Friday, December 12, 2014

Paperwork: Don't stress!

If your uni (or perhaps public school too) is anything like mine, they require massive amounts of paperwork in things like lesson plans, comprehensive attendance reports, homework/tests grading criteria and samples of student work to compile this huge portfolio thing for every class.  It doesn't make me annoyed because my job is actually pretty easy and since I'm organized with everything on Google Drive, it doesn't actually take me that long just to print up everything and kill a small forest in the process. 

Anyway,  in my years of working at a couple unis in Korea, I can confidently put myself and my coworkers into three groups as it relates to this topic:

1. Those who stress publicly by posting on the teacher's Facebook group or sending various emails to everyone or hassling the admin.  These people have serious stress over things that don't really matter  such as how to get online homework into paper format.  Or, making up massive grading criteria spreadsheets for oral exams.  Or, transcribing oral exams into paper format.  These people are an admin's worst nightmare.
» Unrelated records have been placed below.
//! Score tracking for one trivia session
//!
//! Scores are keyed by display name, exactly as they appear in the wire
//! `score` event. Entries are created when a player joins, removed when
//! they disconnect, and may go negative: a wrong answer costs a point and
//! a timeout costs every registered player a point.

use std::collections::HashMap;

use itertools::Itertools;

/// Name-keyed signed score table for the current session
#[derive(Debug, Default, Clone)]
pub struct Scoreboard {
    scores: HashMap<String, i64>,
}

impl Scoreboard {
    /// Creates an empty scoreboard
    pub fn new() -> Self {
        Self::default()
    }

    /// Adds a zeroed entry for a joining player
    ///
    /// Names are not guaranteed unique; a second enrollment under the same
    /// name resets that name's entry.
    pub fn enroll(&mut self, name: &str) {
        self.scores.insert(name.to_owned(), 0);
    }

    /// Removes a departing player's entry
    pub fn forget(&mut self, name: &str) {
        self.scores.remove(name);
    }

    /// Adjusts one player's score by the given delta
    ///
    /// Returns `false` when no entry exists under that name, leaving the
    /// table untouched.
    pub fn award(&mut self, name: &str, delta: i64) -> bool {
        match self.scores.get_mut(name) {
            Some(score) => {
                *score += delta;
                true
            }
            None => false,
        }
    }

    /// Deducts one point from every entry
    pub fn penalize_all(&mut self) {
        for score in self.scores.values_mut() {
            *score -= 1;
        }
    }

    /// Returns the score mapping as broadcast in the `score` event
    pub fn table(&self) -> HashMap<String, i64> {
        self.scores.clone()
    }

    /// Returns `(name, score)` pairs sorted by score descending
    ///
    /// The sort is stable, so ties keep the underlying iteration order.
    pub fn standings(&self) -> Vec<(String, i64)> {
        self.scores
            .iter()
            .map(|(name, score)| (name.to_owned(), *score))
            .sorted_by_key(|(_, score)| std::cmp::Reverse(*score))
            .collect()
    }

    /// Returns the name holding the maximum score, if any entries exist
    pub fn winner(&self) -> Option<String> {
        self.standings().into_iter().next().map(|(name, _)| name)
    }

    /// Returns the number of entries
    pub fn len(&self) -> usize {
        self.scores.len()
    }

    /// Checks whether the table is empty
    pub fn is_empty(&self) -> bool {
        self.scores.is_empty()
    }
}

#[cfg(test)]
#[cfg_attr(coverage_nightly, coverage(off))]
mod tests {
    use super::*;

    #[test]
    fn test_enroll_starts_at_zero() {
        let mut board = Scoreboard::new();
        board.enroll("Ann");

        assert_eq!(board.table().get("Ann"), Some(&0));
        assert_eq!(board.len(), 1);
    }

    #[test]
    fn test_reenroll_resets_entry() {
        let mut board = Scoreboard::new();
        board.enroll("Ann");
        board.award("Ann", 3);
        board.enroll("Ann");

        assert_eq!(board.table().get("Ann"), Some(&0));
    }

    #[test]
    fn test_award_and_forget() {
        let mut board = Scoreboard::new();
        board.enroll("Ann");

        assert!(board.award("Ann", 1));
        assert!(board.award("Ann", -1));
        assert_eq!(board.table().get("Ann"), Some(&0));

        board.forget("Ann");
        assert!(board.is_empty());
        assert!(!board.award("Ann", 1));
    }

    #[test]
    fn test_scores_can_go_negative() {
        let mut board = Scoreboard::new();
        board.enroll("Ann");
        board.award("Ann", -1);
        board.penalize_all();

        assert_eq!(board.table().get("Ann"), Some(&-2));
    }

    #[test]
    fn test_penalize_all_hits_every_entry() {
        let mut board = Scoreboard::new();
        board.enroll("Ann");
        board.enroll("Bo");
        board.award("Ann", 2);
        board.penalize_all();

        assert_eq!(board.table().get("Ann"), Some(&1));
        assert_eq!(board.table().get("Bo"), Some(&-1));
    }

    #[test]
    fn test_standings_sorted_descending() {
        let mut board = Scoreboard::new();
        board.enroll("Ann");
        board.enroll("Bo");
        board.enroll("Cy");
        board.award("Ann", 1);
        board.award("Cy", 3);
        board.award("Bo", -2);

        let standings = board.standings();
        assert_eq!(
            standings,
            vec![
                ("Cy".to_owned(), 3),
                ("Ann".to_owned(), 1),
                ("Bo".to_owned(), -2),
            ]
        );
    }

    #[test]
    fn test_winner_is_top_of_standings() {
        let mut board = Scoreboard::new();
        assert_eq!(board.winner(), None);

        board.enroll("Ann");
        board.enroll("Bo");
        board.award("Bo", 2);
        assert_eq!(board.winner(), Some("Bo".to_owned()));
    }
}
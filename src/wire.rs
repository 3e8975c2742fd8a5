//! Newline-delimited protocol records exchanged with clients
//!
//! Every message on the wire is a single JSON object on its own line,
//! tagged by a `type` field. Server events flow to every registered
//! player through the broadcaster; client messages arrive on each
//! connection's receive loop.

use std::collections::HashMap;

use serde::{Deserialize, Serialize};
use serde_with::skip_serializing_none;

/// Events sent from the server to clients
///
/// These are the only records the server ever emits. Each one is encoded
/// once per broadcast with [`ServerEvent::to_line`] and delivered to every
/// registered connection.
#[skip_serializing_none]
#[derive(Debug, Clone, PartialEq, Serialize, Deserialize)]
#[serde(tag = "type", rename_all = "lowercase")]
pub enum ServerEvent {
    /// A new question is open for answers
    Question {
        /// The question prompt
        question: String,
        /// The four answer options, in display order
        options: Vec<String>,
        /// 1-based number of this question
        question_num: usize,
        /// Total number of questions in the session
        total_questions: usize,
        /// Time limit for this question in seconds
        time_limit: u64,
    },
    /// Outcome of the current question
    Result {
        /// Name of the answering player; absent when the question timed out
        player: Option<String>,
        /// Whether the answer was correct; absent when the question timed out
        correct: Option<bool>,
        /// Whether the question was resolved by the deadline instead of an
        /// answer
        #[serde(default)]
        timeout: bool,
        /// Whether the server is about to move on to the next question
        move_next: bool,
    },
    /// The current score table
    Score {
        /// Mapping of player name to score
        scores: HashMap<String, i64>,
    },
    /// The session is over
    End {
        /// Name of the winning player, or a no-winner sentinel
        winner: String,
    },
    /// A chat line, either relayed from a player or originated by the server
    Chat {
        /// Sender's display name; `"Server"` for server notices
        name: String,
        /// The chat text
        msg: String,
    },
}

impl ServerEvent {
    /// Encodes the event as a single protocol line (without the trailing
    /// newline)
    ///
    /// # Panics
    ///
    /// This method panics if serialization fails, which cannot happen for
    /// these record shapes with the default JSON serializer.
    pub fn to_line(&self) -> String {
        serde_json::to_string(self).expect("default serializer cannot fail")
    }
}

/// Messages sent from clients to the server
#[derive(Debug, Clone, PartialEq, Serialize, Deserialize)]
#[serde(tag = "type", rename_all = "lowercase")]
pub enum ClientMessage {
    /// An answer submission for the currently open question
    Answer {
        /// The submitting player's display name
        name: String,
        /// Chosen option index, 0-based
        answer: usize,
    },
    /// A chat line to relay to every player
    Chat {
        /// The sender's display name
        name: String,
        /// The chat text
        msg: String,
    },
}

impl ClientMessage {
    /// Decodes one protocol line into a client message
    ///
    /// # Errors
    ///
    /// Returns the underlying JSON error when the line is not a valid
    /// client record; callers log and discard such lines without
    /// terminating the connection.
    pub fn from_line(line: &str) -> Result<Self, serde_json::Error> {
        serde_json::from_str(line)
    }
}

#[cfg(test)]
#[cfg_attr(coverage_nightly, coverage(off))]
mod tests {
    use super::*;

    #[test]
    fn test_question_event_field_names() {
        let event = ServerEvent::Question {
            question: "What is the capital of France?".to_owned(),
            options: vec![
                "Paris".to_owned(),
                "London".to_owned(),
                "Berlin".to_owned(),
                "Madrid".to_owned(),
            ],
            question_num: 1,
            total_questions: 10,
            time_limit: 20,
        };

        let value: serde_json::Value = serde_json::from_str(&event.to_line()).unwrap();
        assert_eq!(value["type"], "question");
        assert_eq!(value["question"], "What is the capital of France?");
        assert_eq!(value["options"][0], "Paris");
        assert_eq!(value["question_num"], 1);
        assert_eq!(value["total_questions"], 10);
        assert_eq!(value["time_limit"], 20);
    }

    #[test]
    fn test_answer_result_carries_player_and_correctness() {
        let event = ServerEvent::Result {
            player: Some("Ann".to_owned()),
            correct: Some(true),
            timeout: false,
            move_next: true,
        };

        let value: serde_json::Value = serde_json::from_str(&event.to_line()).unwrap();
        assert_eq!(value["type"], "result");
        assert_eq!(value["player"], "Ann");
        assert_eq!(value["correct"], true);
        assert_eq!(value["timeout"], false);
        assert_eq!(value["move_next"], true);
    }

    #[test]
    fn test_timeout_result_omits_player_and_correctness() {
        let event = ServerEvent::Result {
            player: None,
            correct: None,
            timeout: true,
            move_next: true,
        };

        let value: serde_json::Value = serde_json::from_str(&event.to_line()).unwrap();
        assert_eq!(value["type"], "result");
        assert_eq!(value["timeout"], true);
        assert!(value.get("player").is_none());
        assert!(value.get("correct").is_none());
    }

    #[test]
    fn test_score_event_mapping() {
        let event = ServerEvent::Score {
            scores: HashMap::from([("Ann".to_owned(), 1), ("Bo".to_owned(), -1)]),
        };

        let value: serde_json::Value = serde_json::from_str(&event.to_line()).unwrap();
        assert_eq!(value["type"], "score");
        assert_eq!(value["scores"]["Ann"], 1);
        assert_eq!(value["scores"]["Bo"], -1);
    }

    #[test]
    fn test_client_answer_parses() {
        let message = ClientMessage::from_line(r#"{"type": "answer", "name": "Ann", "answer": 0}"#)
            .unwrap();
        assert_eq!(
            message,
            ClientMessage::Answer {
                name: "Ann".to_owned(),
                answer: 0,
            }
        );
    }

    #[test]
    fn test_client_chat_round_trip() {
        let message = ClientMessage::Chat {
            name: "Bo".to_owned(),
            msg: "good luck".to_owned(),
        };
        let line = serde_json::to_string(&message).unwrap();
        assert_eq!(ClientMessage::from_line(&line).unwrap(), message);
    }

    #[test]
    fn test_malformed_line_is_an_error() {
        assert!(ClientMessage::from_line("not json").is_err());
        assert!(ClientMessage::from_line(r#"{"type": "launch"}"#).is_err());
        assert!(ClientMessage::from_line(r#"{"type": "answer", "name": "Ann"}"#).is_err());
    }

    #[test]
    fn test_server_event_decodes_from_its_own_line() {
        let event = ServerEvent::End {
            winner: "Ann".to_owned(),
        };
        let decoded: ServerEvent = serde_json::from_str(&event.to_line()).unwrap();
        assert_eq!(decoded, event);
    }
}
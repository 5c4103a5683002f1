use std::any::{Any, TypeId, type_name};
use std::collections::HashMap;

/// A single type-erased resource.
struct ResourceEntry {
    value: Box<dyn Any + Send + Sync>,
    type_name: &'static str,
}

/// Typed singletons available to `load` and `finalize` hooks.
///
/// Resources are inserted while the registry is being built and are
/// read-only afterwards. Types that need to mutate shared state (a cache,
/// for instance) carry their own interior lock.
#[derive(Default)]
pub struct Resources {
    entries: HashMap<TypeId, ResourceEntry>,
}

impl Resources {
    pub fn new() -> Self {
        Self::default()
    }

    /// Inserts or replaces a resource of type T.
    pub fn insert<T: Send + Sync + 'static>(&mut self, value: T) {
        let replaced = self.entries.insert(
            TypeId::of::<T>(),
            ResourceEntry {
                value: Box::new(value),
                type_name: type_name::<T>(),
            },
        );
        if replaced.is_some() {
            log::debug!("Replaced resource `{}`", type_name::<T>());
        }
    }

    /// Returns the resource of type T, if present.
    pub fn get<T: 'static>(&self) -> Option<&T> {
        self.entries
            .get(&TypeId::of::<T>())
            .and_then(|entry| entry.value.downcast_ref::<T>())
    }

    /// Returns whether a resource of type T exists.
    pub fn contains<T: 'static>(&self) -> bool {
        self.entries.contains_key(&TypeId::of::<T>())
    }

    pub fn len(&self) -> usize {
        self.entries.len()
    }

    pub fn is_empty(&self) -> bool {
        self.entries.is_empty()
    }

    /// Type names of all stored resources, for diagnostics.
    pub fn type_names(&self) -> impl Iterator<Item = &'static str> + '_ {
        self.entries.values().map(|entry| entry.type_name)
    }
}

impl std::fmt::Debug for Resources {
    fn fmt(&self, f: &mut std::fmt::Formatter<'_>) -> std::fmt::Result {
        f.debug_set().entries(self.type_names()).finish()
    }
}

#[cfg(test)]
mod tests {
    use super::*;

    struct Palette(Vec<u32>);

    #[test]
    fn insert_and_get() {
        let mut resources = Resources::new();
        assert!(resources.get::<Palette>().is_none());

        resources.insert(Palette(vec![1, 2]));
        assert!(resources.contains::<Palette>());
        assert_eq!(resources.get::<Palette>().map(|p| p.0.len()), Some(2));
    }

    #[test]
    fn insert_replaces() {
        let mut resources = Resources::new();
        resources.insert(Palette(vec![1]));
        resources.insert(Palette(vec![1, 2, 3]));
        assert_eq!(resources.len(), 1);
        assert_eq!(resources.get::<Palette>().map(|p| p.0.len()), Some(3));
    }
}
//! Leading tag bytes of the wire format.
//!
//! Every encoded value starts with exactly one tag byte, and decoding
//! dispatches on that byte alone. The byte values are the ASCII letters
//! used by existing level files, so they must never change.

use std::fmt;

/// One-byte discriminant that precedes every encoded value.
#[derive(Debug, Clone, Copy, PartialEq, Eq, Hash)]
#[repr(u8)]
pub enum Tag {
    /// Non-negative integer, unsigned LEB128 payload.
    UInt = b'I',
    /// Negative integer, 4-byte little-endian two's complement payload.
    NegInt = b'i',
    /// IEEE-754 single precision, 4-byte little-endian payload.
    Float = b'f',
    /// UTF-8 text, length-prefixed.
    Text = b's',
    /// Raw bytes, length-prefixed.
    Bytes = b'b',
    True = b't',
    False = b'F',
    Null = b'N',
    /// Ordered mutable sequence.
    List = b'L',
    /// Ordered immutable sequence.
    Tuple = b'T',
    /// Unordered unique-element collection.
    Set = b'S',
    /// Key-unique mapping.
    Map = b'D',
    /// Field-registered object: name + field mapping.
    Record = b'O',
    /// User-registered object: name + length + opaque bytes.
    Packed = b'U',
}

impl Tag {
    /// All tags, in wire-table order.
    pub const ALL: [Tag; 14] = [
        Tag::UInt,
        Tag::NegInt,
        Tag::Float,
        Tag::Text,
        Tag::Bytes,
        Tag::True,
        Tag::False,
        Tag::Null,
        Tag::List,
        Tag::Tuple,
        Tag::Set,
        Tag::Map,
        Tag::Record,
        Tag::Packed,
    ];

    /// Map a raw byte back to its tag, or `None` for an unknown byte.
    pub fn from_byte(byte: u8) -> Option<Tag> {
        Some(match byte {
            b'I' => Tag::UInt,
            b'i' => Tag::NegInt,
            b'f' => Tag::Float,
            b's' => Tag::Text,
            b'b' => Tag::Bytes,
            b't' => Tag::True,
            b'F' => Tag::False,
            b'N' => Tag::Null,
            b'L' => Tag::List,
            b'T' => Tag::Tuple,
            b'S' => Tag::Set,
            b'D' => Tag::Map,
            b'O' => Tag::Record,
            b'U' => Tag::Packed,
            _ => return None,
        })
    }

    /// The raw tag byte.
    pub fn byte(self) -> u8 {
        self as u8
    }

    /// Human-readable name, used in error messages.
    pub fn name(self) -> &'static str {
        match self {
            Tag::UInt => "non-negative integer",
            Tag::NegInt => "negative integer",
            Tag::Float => "float",
            Tag::Text => "text",
            Tag::Bytes => "bytes",
            Tag::True => "true",
            Tag::False => "false",
            Tag::Null => "null",
            Tag::List => "list",
            Tag::Tuple => "tuple",
            Tag::Set => "set",
            Tag::Map => "map",
            Tag::Record => "record",
            Tag::Packed => "packed object",
        }
    }
}

impl fmt::Display for Tag {
    fn fmt(&self, f: &mut fmt::Formatter<'_>) -> fmt::Result {
        write!(f, "{} ('{}')", self.name(), self.byte() as char)
    }
}
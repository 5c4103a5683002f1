//! # Tilepack Level
//!
//! Tile-map domain types and the level files the editor reads and writes.
//!
//! ## Core Types
//!
//! - [`Map`]: Shared handle to the layers and entities of one level
//! - [`TileLayer`]: Rectangular grid of tile indices on a [`Tileset`]
//! - [`Entity`]: Scripted object with a back-edge to its map
//! - [`TilesetCache`] / [`Behaviors`]: Decode resources for tilesets and
//!   entity scripts
//!
//! Call [`register_level_types`] on a [`RegistryBuilder`] before encoding
//! or decoding any of these.

mod entity;
pub mod level;
mod layer;
mod map;
mod tileset;

pub use entity::{Behavior, Behaviors, ENTITY_EXCLUDED, ENTITY_TYPE, Entity};
pub use layer::{TILE_LAYER_TYPE, TileLayer};
pub use level::{LevelError, load_level, load_level_or_default, save_level};
pub use map::{DEFAULT_LAYER_COUNT, DEFAULT_MAP_SIZE, MAP_TYPE, Map, MapData};
pub use tileset::{DEFAULT_TILESET, TILE_SIZE, Tileset, TilesetCache};

use tilepack_codec::{RegistrationError, RegistryBuilder};

/// Register [`TileLayer`], [`Entity`] and [`Map`] under the names existing
/// level files use.
pub fn register_level_types(
    builder: &mut RegistryBuilder,
) -> Result<&mut RegistryBuilder, RegistrationError> {
    builder
        .register_packed::<TileLayer>(TILE_LAYER_TYPE)?
        .register_record::<Entity>(ENTITY_TYPE, ENTITY_EXCLUDED)?
        .register_packed::<Map>(MAP_TYPE)
}
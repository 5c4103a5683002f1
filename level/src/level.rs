//! Level files.
//!
//! A level file holds exactly one encoded [`Map`] and nothing else. Files
//! are named `level0`, `level1`, ... in the working directory.

use std::io;
use std::path::{Path, PathBuf};

use thiserror::Error;
use tilepack_codec::{DecodeError, EncodeError, TypeRegistry, Value};

use crate::map::Map;
use crate::tileset::TilesetCache;

/// Errors that can occur while reading or writing a level file.
#[derive(Error, Debug)]
pub enum LevelError {
    #[error("level file {} not found", path.display())]
    NotFound { path: PathBuf },
    #[error("I/O error on {}: {source}", path.display())]
    Io {
        path: PathBuf,
        #[source]
        source: io::Error,
    },
    /// The file does not decode. This is what the editor reports as an
    /// invalid map file.
    #[error("invalid map file: {0}")]
    InvalidMap(#[from] DecodeError),
    /// The file decodes, but not to a map.
    #[error("level file holds {found}, not a map")]
    NotAMap { found: &'static str },
    #[error("failed to encode map: {0}")]
    Encode(#[from] EncodeError),
}

impl LevelError {
    fn io(path: &Path, err: io::Error) -> Self {
        if err.kind() == io::ErrorKind::NotFound {
            LevelError::NotFound {
                path: path.to_owned(),
            }
        } else {
            LevelError::Io {
                path: path.to_owned(),
                source: err,
            }
        }
    }
}

/// File name of level `n`.
pub fn level_file_name(n: u32) -> String {
    format!("level{n}")
}

/// Path of level `n` inside `dir`.
pub fn level_path(dir: &Path, n: u32) -> PathBuf {
    dir.join(level_file_name(n))
}

/// Encode `map` into level file bytes.
pub fn encode_map(map: &Map, registry: &TypeRegistry) -> Result<Vec<u8>, LevelError> {
    Ok(registry.serialize(&Value::packed(map.clone()))?)
}

/// Decode level file bytes into a map.
pub fn decode_map(data: &[u8], registry: &TypeRegistry) -> Result<Map, LevelError> {
    let (value, end) = registry.deserialize(data, 0)?;
    if end != data.len() {
        log::warn!("Ignoring {} bytes after the map", data.len() - end);
    }
    value
        .into_object::<Map>()
        .map_err(|other| LevelError::NotAMap {
            found: other.kind(),
        })
}

pub fn save_level(path: &Path, map: &Map, registry: &TypeRegistry) -> Result<(), LevelError> {
    let bytes = encode_map(map, registry)?;
    std::fs::write(path, &bytes).map_err(|e| LevelError::io(path, e))?;
    log::info!(
        "Saved level {} ({} bytes, {} layers, {} entities)",
        path.display(),
        bytes.len(),
        map.layers().len(),
        map.entities().len()
    );
    Ok(())
}

pub fn load_level(path: &Path, registry: &TypeRegistry) -> Result<Map, LevelError> {
    let bytes = std::fs::read(path).map_err(|e| LevelError::io(path, e))?;
    let map = decode_map(&bytes, registry)?;
    log::info!(
        "Loaded level {} ({} layers, {} entities)",
        path.display(),
        map.layers().len(),
        map.entities().len()
    );
    Ok(map)
}

/// Load a level, or start from the default map if the file does not
/// exist. Any other failure is returned.
///
/// The default map resolves its tileset through the registry's
/// [`TilesetCache`] resource when there is one.
pub fn load_level_or_default(path: &Path, registry: &TypeRegistry) -> Result<Map, LevelError> {
    match load_level(path, registry) {
        Err(LevelError::NotFound { .. }) => {
            log::info!("No level at {}, starting from the default map", path.display());
            Ok(match registry.resource::<TilesetCache>() {
                Some(cache) => Map::new_default(cache),
                None => Map::new_default(&TilesetCache::default()),
            })
        }
        result => result,
    }
}
use std::collections::HashMap;
use std::path::{Path, PathBuf};
use std::sync::Arc;

use parking_lot::RwLock;

/// Tileset used by freshly created maps.
pub const DEFAULT_TILESET: &str = "blue";

/// Size of one tile in pixels.
pub const TILE_SIZE: (u32, u32) = (32, 32);

/// A named tile sheet. Only the name is persisted; the image path is
/// derived from the tileset directory on load.
#[derive(Debug, Clone, PartialEq, Eq)]
pub struct Tileset {
    name: String,
    image_path: PathBuf,
}

impl Tileset {
    pub fn new(name: impl Into<String>, image_path: impl Into<PathBuf>) -> Self {
        Self {
            name: name.into(),
            image_path: image_path.into(),
        }
    }

    /// Tileset `name` backed by `<dir>/<name>.png`.
    pub fn in_dir(dir: &Path, name: impl Into<String>) -> Self {
        let name = name.into();
        let image_path = dir.join(format!("{name}.png"));
        Self { name, image_path }
    }

    pub fn name(&self) -> &str {
        &self.name
    }

    pub fn image_path(&self) -> &Path {
        &self.image_path
    }
}

/// Deduplicates tilesets by name.
///
/// Layers that name the same tileset share one `Arc<Tileset>`. Insert the
/// cache into the type registry as a resource so that decoded layers
/// resolve through it.
#[derive(Debug)]
pub struct TilesetCache {
    dir: PathBuf,
    cache: RwLock<HashMap<String, Arc<Tileset>>>,
}

impl Default for TilesetCache {
    fn default() -> Self {
        Self::new(".")
    }
}

impl TilesetCache {
    /// Create an empty cache resolving images under `dir`.
    pub fn new(dir: impl Into<PathBuf>) -> Self {
        Self {
            dir: dir.into(),
            cache: RwLock::new(HashMap::new()),
        }
    }

    pub fn dir(&self) -> &Path {
        &self.dir
    }

    /// Get the tileset called `name`, creating it on first use.
    pub fn get_or_create(&self, name: &str) -> Arc<Tileset> {
        // Fast path: read lock
        if let Some(tileset) = self.cache.read().get(name) {
            return Arc::clone(tileset);
        }

        // Slow path: write lock
        let mut cache = self.cache.write();
        cache
            .entry(name.to_owned())
            .or_insert_with(|| {
                log::debug!("Tileset \"{name}\" cached from {}", self.dir.display());
                Arc::new(Tileset::in_dir(&self.dir, name))
            })
            .clone()
    }

    pub fn get(&self, name: &str) -> Option<Arc<Tileset>> {
        self.cache.read().get(name).cloned()
    }

    pub fn len(&self) -> usize {
        self.cache.read().len()
    }

    pub fn is_empty(&self) -> bool {
        self.cache.read().is_empty()
    }
}

#[cfg(test)]
mod tests {
    use super::*;

    #[test]
    fn same_name_same_arc() {
        let cache = TilesetCache::new("assets");
        let a = cache.get_or_create("blue");
        let b = cache.get_or_create("blue");
        assert!(Arc::ptr_eq(&a, &b));
        assert_eq!(cache.len(), 1);
        assert_eq!(a.image_path(), Path::new("assets/blue.png"));
    }

    #[test]
    fn different_names_are_distinct() {
        let cache = TilesetCache::default();
        let a = cache.get_or_create("blue");
        let b = cache.get_or_create("cave");
        assert!(!Arc::ptr_eq(&a, &b));
        assert!(cache.get("cave").is_some());
        assert!(cache.get("forest").is_none());
    }
}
2. Those who just do what they need to do and don't make a big fuss about it.  Their portfolios are "perfect" in that they contain what is needed and nothing more, nothing less and are of course turned in well before the deadline.

3. Those who can't follow simple directions and put everything necessary into the portfolio.  This may be due to not being able to read, laziness or disorganization because they simply don't have things like samples of student work. These people are an admin's worst nightmare.

What am I and what should you be?  Number 2 of course.  The secret is that the department secretary will take a cursory glance through your portfolio and then it will be filed on some shelf for a few years, collecting dust after which it will be thrown in the trash.  No one is analyzing your course looking at your teaching methodology and seeing how the program could be improved.  No one is checking to make sure that you're actually teaching what you're supposed to be teaching.  By doing number 1, you're just wasting hours of your life which you can never get back.  By doing number 3, you just look totally incompetent and it may cause your department to wonder why they gave you the job in the first place.